So this is how I do it. Heat a enough olive oil to coat the pan and chop a large onion and as many cloves of fresh garlic as you like. I used four last night. Add a handful of shredded basil and a LOT of dried oregano. When the onions begin to soften add a can of well-drained tuna and a small tin of drained anchovies. Mix in. Add tomatoes. I like the Pomi ones that come from Italy in a box. Add a couple tablespoons of the bottled chopped hot red peppers also from Italy. Add a couple tablespoons of capers and of chopped black olives. Heat through and that’s it. Serve over any pasta you like with the reddest, boldest wine you have. As Garrison Keillor says, “It gives shy people the strength to get up and do what needs to be done.”

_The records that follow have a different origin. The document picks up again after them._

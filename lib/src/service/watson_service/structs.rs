use serde::{Deserialize, Serialize};

use crate::service::common_structs::EmotionScores;


#[derive(Debug, Serialize, Clone, PartialEq, Eq)]
pub struct EmotionPredictRequest<'a> {
    pub raw_document: RawDocument<'a>,
}

#[derive(Debug, Serialize, Clone, PartialEq, Eq)]
pub struct RawDocument<'a> {
    pub text: &'a str,
}

impl<'a> EmotionPredictRequest<'a> {
    pub fn new(text: &'a str) -> Self {
        Self {
            raw_document: RawDocument { text }
        }
    }
}


#[derive(Debug, Deserialize, Clone, PartialEq)]
#[serde(rename_all = "camelCase")]
pub struct EmotionPredictResponse {
    #[serde(default)]
    pub emotion_predictions: Vec<EmotionPrediction>,
}

#[derive(Debug, Deserialize, Clone, PartialEq)]
pub struct EmotionPrediction {
    pub emotion: EmotionMap,
}

// Any emotion the service leaves out reads as 0.0.
#[derive(Debug, Deserialize, Clone, Default, PartialEq)]
pub struct EmotionMap {
    #[serde(default)]
    pub anger: Option<f64>,
    #[serde(default)]
    pub disgust: Option<f64>,
    #[serde(default)]
    pub fear: Option<f64>,
    #[serde(default)]
    pub joy: Option<f64>,
    #[serde(default)]
    pub sadness: Option<f64>,
}

impl From<&EmotionMap> for EmotionScores {
    fn from(map: &EmotionMap) -> Self {
        Self {
            anger: map.anger.unwrap_or(0.0),
            disgust: map.disgust.unwrap_or(0.0),
            fear: map.fear.unwrap_or(0.0),
            joy: map.joy.unwrap_or(0.0),
            sadness: map.sadness.unwrap_or(0.0),
        }
    }
}

impl EmotionPredictResponse {
    pub fn first_scores(&self) -> Option<EmotionScores> {
        self.emotion_predictions.first().map(|p| EmotionScores::from(&p.emotion))
    }
}


#[cfg(test)]
mod tests {
    use super::*;
    use serde_json::json;

    #[test]
    fn request_body_shape() {
        let body = serde_json::to_value(EmotionPredictRequest::new("I am happy")).unwrap();
        assert_eq!(body, json!({"raw_document": {"text": "I am happy"}}));
    }

    #[test]
    fn reads_first_prediction_and_ignores_extra_fields() {
        let response: EmotionPredictResponse = serde_json::from_value(json!({
            "emotionPredictions": [
                {
                    "emotion": {"anger": 0.01, "disgust": 0.02, "fear": 0.03, "joy": 0.9, "sadness": 0.04},
                    "target": "",
                    "emotionMentions": []
                },
                {
                    "emotion": {"anger": 0.9, "disgust": 0.0, "fear": 0.0, "joy": 0.0, "sadness": 0.0}
                }
            ],
            "producerId": {"name": "Ensemble Aggregated Emotion Workflow", "version": "0.0.1"}
        })).unwrap();

        let scores = response.first_scores().unwrap();
        assert_eq!(scores.joy, 0.9);
        assert_eq!(scores.anger, 0.01);
    }

    #[test]
    fn missing_emotions_default_to_zero() {
        let response: EmotionPredictResponse = serde_json::from_value(json!({
            "emotionPredictions": [{"emotion": {"joy": 0.5}}]
        })).unwrap();

        let scores = response.first_scores().unwrap();
        assert_eq!(scores.joy, 0.5);
        assert_eq!(scores.anger, 0.0);
        assert_eq!(scores.sadness, 0.0);
    }

    #[test]
    fn no_predictions() {
        let response: EmotionPredictResponse = serde_json::from_value(json!({})).unwrap();
        assert!(response.first_scores().is_none());
    }
}
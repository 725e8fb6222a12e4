//! Error types for the fetcher.
//!
//! # Design
//! Three failure classes reach the caller and none is recovered here:
//! - `TransportError`: the transport itself failed (connection, DNS, abort).
//!   It is carried unchanged inside `FetchError::Transport`.
//! - `ApiError`: the transport answered but the status was not 2xx. The body
//!   is decoded best-effort; anything that is not JSON becomes `null`.
//! - `FetchError::Decode`: a 2xx body that does not decode as the caller's
//!   type. This is never turned into an `ApiError`.

use serde::de::DeserializeOwned;
use serde_json::Value;
use thiserror::Error;

pub type BoxError = Box<dyn std::error::Error + Send + Sync>;

/// A non-success HTTP status, with whatever structured body came with it.
#[derive(Debug, Clone, Error)]
#[error("API Error: {status} {status_text}")]
pub struct ApiError {
    pub status: u16,
    pub status_text: String,
    /// Decoded error body, or `Value::Null` when it was empty or not JSON.
    pub data: Value,
}

impl ApiError {
    /// Decode `data` into a typed error payload.
    pub fn data_as<T: DeserializeOwned>(&self) -> Result<T, serde_json::Error> {
        T::deserialize(&self.data)
    }
}

/// Failure reported by a `Transport`.
#[derive(Debug, Error)]
pub enum TransportError {
    #[error("request cancelled")]
    Cancelled,

    #[error("transport: {0}")]
    Other(BoxError),
}

impl TransportError {
    pub fn new(e: impl std::error::Error + Send + Sync + 'static) -> Self {
        TransportError::Other(Box::new(e))
    }
}

/// Everything a fetcher call can fail with.
#[derive(Debug, Error)]
#[non_exhaustive]
pub enum FetchError {
    #[error("invalid url '{url}': {source}")]
    InvalidUrl {
        url: String,
        #[source]
        source: url::ParseError,
    },

    #[error("request body could not be serialized: {0}")]
    Serialize(#[source] serde_json::Error),

    #[error("interceptor: {0}")]
    Interceptor(BoxError),

    #[error(transparent)]
    Transport(#[from] TransportError),

    #[error(transparent)]
    Api(#[from] ApiError),

    #[error("response body could not be decoded: {0}")]
    Decode(#[source] serde_json::Error),
}

impl FetchError {
    /// Wrap an arbitrary failure raised inside an interceptor.
    pub fn interceptor(e: impl Into<BoxError>) -> Self {
        FetchError::Interceptor(e.into())
    }

    pub fn as_api(&self) -> Option<&ApiError> {
        match self {
            FetchError::Api(e) => Some(e),
            _ => None,
        }
    }

    /// HTTP status of an `ApiError`.
    pub fn status(&self) -> Option<u16> {
        self.as_api().map(|e| e.status)
    }

    pub fn is_cancelled(&self) -> bool {
        matches!(self, FetchError::Transport(TransportError::Cancelled))
    }
}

Maybe we best just leave it at that.

Thanks for reading.

Wednesday, February 22, 2006

More Raving About Hancock's Studio

I have been thinking a lot about the evening without electricity spent in Walker Hancock's Lanesville studio last Friday. It was a beautiful evening and I can't get it out of my mind. There is something so beautiful there and it has stayed with me. I got an email from an old friend who reads my blog. He read that blog post and wrote "you write with a passion that impresses me but scares me too as I do not think I feel that way about anything." The passionate side of my nature has been one of those blessing/curse things. Maybe that is why I feel most at ease among artists and writers --- because they seem to have that kind of intensity, passion, and are usually reasonably comfortable with it.

We live in a society in which being "unimpressed" has developed a level of cool and I don't know why. I remember when I was in college being blasé about everything was very much cultivated among my friends and I had a hard time with that. There are things that drive me crazy, there are things I chose to ignore completely, and then there are the things I am totally in love with but I can't really think of much that I am knowingly blasé about. But anyway, that's a subject for another day.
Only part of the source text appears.